* THE PROBLEM *
Copy every record exactly, with nothing left out.

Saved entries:
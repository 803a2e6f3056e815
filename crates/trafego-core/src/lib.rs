//! Core trafego library (API client, session, dashboard state, config).

pub mod api;
pub mod config;
pub mod dashboard;
pub mod gate;
pub mod session;
use serde::Serialize;

use crate::api::{Campaign, CampaignStatus};

/// Aggregates shown on the dashboard cards.
///
/// Always recomputed from the full collection.
#[derive(Debug, Clone, Copy, Default, PartialEq, Serialize)]
pub struct DashboardStats {
    pub total: usize,
    pub active: usize,
    pub paused: usize,
    pub draft: usize,
    pub total_spent: f64,
    pub total_budget: f64,
}

impl DashboardStats {
    pub fn from_campaigns(campaigns: &[Campaign]) -> Self {
        campaigns.iter().fold(
            Self {
                total: campaigns.len(),
                ..Self::default()
            },
            |mut stats, campaign| {
                match campaign.status {
                    CampaignStatus::Active => stats.active += 1,
                    CampaignStatus::Paused => stats.paused += 1,
                    CampaignStatus::Draft => stats.draft += 1,
                    CampaignStatus::Other(_) => {}
                }
                stats.total_spent += campaign.total_spent;
                stats.total_budget += campaign.budget_amount;
                stats
            },
        )
    }
}
use std::cell::RefCell;
use std::future::Future;

use chrono::Utc;
use serde_json::Value;

use super::state::{
    DashboardEffect, DashboardEvent, DashboardModel, DashboardView, Failure, Phase,
};
use crate::api::{ApiClient, ApiResult, CampaignQuery};

/// Where the dashboard gets its campaigns from.
///
/// Futures are not required to be `Send`; the controller is driven on a
/// single task.
pub trait CampaignSource {
    /// Raw campaign list body, shape unchecked.
    fn fetch_all(&self) -> impl Future<Output = ApiResult<Value>>;

    /// Replaces the backend data with the sample set.
    fn populate(&self) -> impl Future<Output = ApiResult<()>>;
}

impl CampaignSource for ApiClient {
    async fn fetch_all(&self) -> ApiResult<Value> {
        self.fetch_campaigns(&CampaignQuery::default()).await
    }

    async fn populate(&self) -> ApiResult<()> {
        self.populate_sample().await.map(|_| ())
    }
}

/// Async driver around [`DashboardModel`].
///
/// The model sits in a `RefCell` and is only borrowed between awaits, so
/// overlapping calls on the same task see each other's state changes (a
/// refresh issued while a fetch is pending is a no-op).
///
/// Each method returns the effects the caller still has to act on, which is
/// at most a `SessionExpired`.
pub struct DashboardController<C> {
    source: C,
    model: RefCell<DashboardModel>,
}

impl<C: CampaignSource> DashboardController<C> {
    pub fn new(source: C) -> Self {
        Self {
            source,
            model: RefCell::new(DashboardModel::new()),
        }
    }

    pub fn source(&self) -> &C {
        &self.source
    }

    /// The dashboard became visible: fetch unless a fetch is already running.
    pub async fn activate(&self) -> Vec<DashboardEffect> {
        self.dispatch(DashboardEvent::Activate).await
    }

    pub async fn refresh(&self) -> Vec<DashboardEffect> {
        self.dispatch(DashboardEvent::Refresh).await
    }

    /// Seeds sample data, then refreshes.
    pub async fn populate_sample(&self) -> Vec<DashboardEffect> {
        let idle = {
            let model = self.model.borrow();
            model.is_active() && model.phase() != Phase::Loading
        };
        if !idle {
            return Vec::new();
        }

        match self.source.populate().await {
            Ok(()) => self.refresh().await,
            Err(error) => {
                self.dispatch(DashboardEvent::ActionFailed {
                    action: "populate sample data",
                    error,
                })
                .await
            }
        }
    }

    /// The dashboard is no longer visible; in-flight results will be dropped.
    pub fn deactivate(&self) {
        self.model.borrow_mut().update(DashboardEvent::Deactivate);
    }

    pub fn view(&self) -> DashboardView {
        self.model.borrow().view()
    }

    pub fn phase(&self) -> Phase {
        self.model.borrow().phase()
    }

    pub fn failure(&self) -> Option<Failure> {
        self.model.borrow().failure().cloned()
    }

    async fn dispatch(&self, event: DashboardEvent) -> Vec<DashboardEffect> {
        let mut pending = self.model.borrow_mut().update(event);
        let mut remaining = Vec::new();

        while !pending.is_empty() {
            let effect = pending.remove(0);
            match effect {
                DashboardEffect::FetchCampaigns { request } => {
                    let result = self.source.fetch_all().await;
                    let next = self.model.borrow_mut().update(DashboardEvent::FetchFinished {
                        request,
                        result,
                        at: Utc::now(),
                    });
                    pending.extend(next);
                }
                other @ DashboardEffect::SessionExpired(_) => remaining.push(other),
            }
        }

        remaining
    }
}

* SOLUTION BELOW *
repository 803a2e6f3056e815
filename crates/trafego-core/src/lib.rs
//! Core trafego library (API client, session, dashboard state, config).

pub mod api;
pub mod config;
pub mod dashboard;
pub mod gate;
pub mod session;
use serde::Serialize;

use crate::api::{Campaign, CampaignStatus};

/// Aggregates shown on the dashboard cards.
///
/// Always recomputed from the full collection.
#[derive(Debug, Clone, Copy, Default, PartialEq, Serialize)]
pub struct DashboardStats {
    pub total: usize,
    pub active: usize,
    pub paused: usize,
    pub draft: usize,
    pub total_spent: f64,
    pub total_budget: f64,
}

impl DashboardStats {
    pub fn from_campaigns(campaigns: &[Campaign]) -> Self {
        campaigns.iter().fold(
            Self {
                total: campaigns.len(),
                ..Self::default()
            },
            |mut stats, campaign| {
                match campaign.status {
                    CampaignStatus::Active => stats.active += 1,
                    CampaignStatus::Paused => stats.paused += 1,
                    CampaignStatus::Draft => stats.draft += 1,
                    CampaignStatus::Other(_) => {}
                }
                stats.total_spent += campaign.total_spent;
                stats.total_budget += campaign.budget_amount;
                stats
            },
        )
    }
}
use std::cell::RefCell;
use std::future::Future;

use chrono::Utc;
use serde_json::Value;

use super::state::{
    DashboardEffect, DashboardEvent, DashboardModel, DashboardView, Failure, Phase,
};
use crate::api::{ApiClient, ApiResult, CampaignQuery};

/// Where the dashboard gets its campaigns from.
///
/// Futures are not required to be `Send`; the controller is driven on a
/// single task.
pub trait CampaignSource {
    /// Raw campaign list body, shape unchecked.
    fn fetch_all(&self) -> impl Future<Output = ApiResult<Value>>;

    /// Replaces the backend data with the sample set.
    fn populate(&self) -> impl Future<Output = ApiResult<()>>;
}

impl CampaignSource for ApiClient {
    async fn fetch_all(&self) -> ApiResult<Value> {
        self.fetch_campaigns(&CampaignQuery::default()).await
    }

    async fn populate(&self) -> ApiResult<()> {
        self.populate_sample().await.map(|_| ())
    }
}

/// Async driver around [`DashboardModel`].
///
/// The model sits in a `RefCell` and is only borrowed between awaits, so
/// overlapping calls on the same task see each other's state changes (a
/// refresh issued while a fetch is pending is a no-op).
///
/// Each method returns the effects the caller still has to act on, which is
/// at most a `SessionExpired`.
pub struct DashboardController<C> {
    source: C,
    model: RefCell<DashboardModel>,
}

impl<C: CampaignSource> DashboardController<C> {
    pub fn new(source: C) -> Self {
        Self {
            source,
            model: RefCell::new(DashboardModel::new()),
        }
    }

    pub fn source(&self) -> &C {
        &self.source
    }

    /// The dashboard became visible: fetch unless a fetch is already running.
    pub async fn activate(&self) -> Vec<DashboardEffect> {
        self.dispatch(DashboardEvent::Activate).await
    }

    pub async fn refresh(&self) -> Vec<DashboardEffect> {
        self.dispatch(DashboardEvent::Refresh).await
    }

    /// Seeds sample data, then refreshes.
    pub async fn populate_sample(&self) -> Vec<DashboardEffect> {
        let idle = {
            let model = self.model.borrow();
            model.is_active() && model.phase() != Phase::Loading
        };
        if !idle {
            return Vec::new();
        }

        match self.source.populate().await {
            Ok(()) => self.refresh().await,
            Err(error) => {
                self.dispatch(DashboardEvent::ActionFailed {
                    action: "populate sample data",
                    error,
                })
                .await
            }
        }
    }

    /// The dashboard is no longer visible; in-flight results will be dropped.
    pub fn deactivate(&self) {
        self.model.borrow_mut().update(DashboardEvent::Deactivate);
    }

    pub fn view(&self) -> DashboardView {
        self.model.borrow().view()
    }

    pub fn phase(&self) -> Phase {
        self.model.borrow().phase()
    }

    pub fn failure(&self) -> Option<Failure> {
        self.model.borrow().failure().cloned()
    }

    async fn dispatch(&self, event: DashboardEvent) -> Vec<DashboardEffect> {
        let mut pending = self.model.borrow_mut().update(event);
        let mut remaining = Vec::new();

        while !pending.is_empty() {
            let effect = pending.remove(0);
            match effect {
                DashboardEffect::FetchCampaigns { request } => {
                    let result = self.source.fetch_all().await;
                    let next = self.model.borrow_mut().update(DashboardEvent::FetchFinished {
                        request,
                        result,
                        at: Utc::now(),
                    });
                    pending.extend(next);
                }
                other @ DashboardEffect::SessionExpired(_) => remaining.push(other),
            }
        }

        remaining
    }
}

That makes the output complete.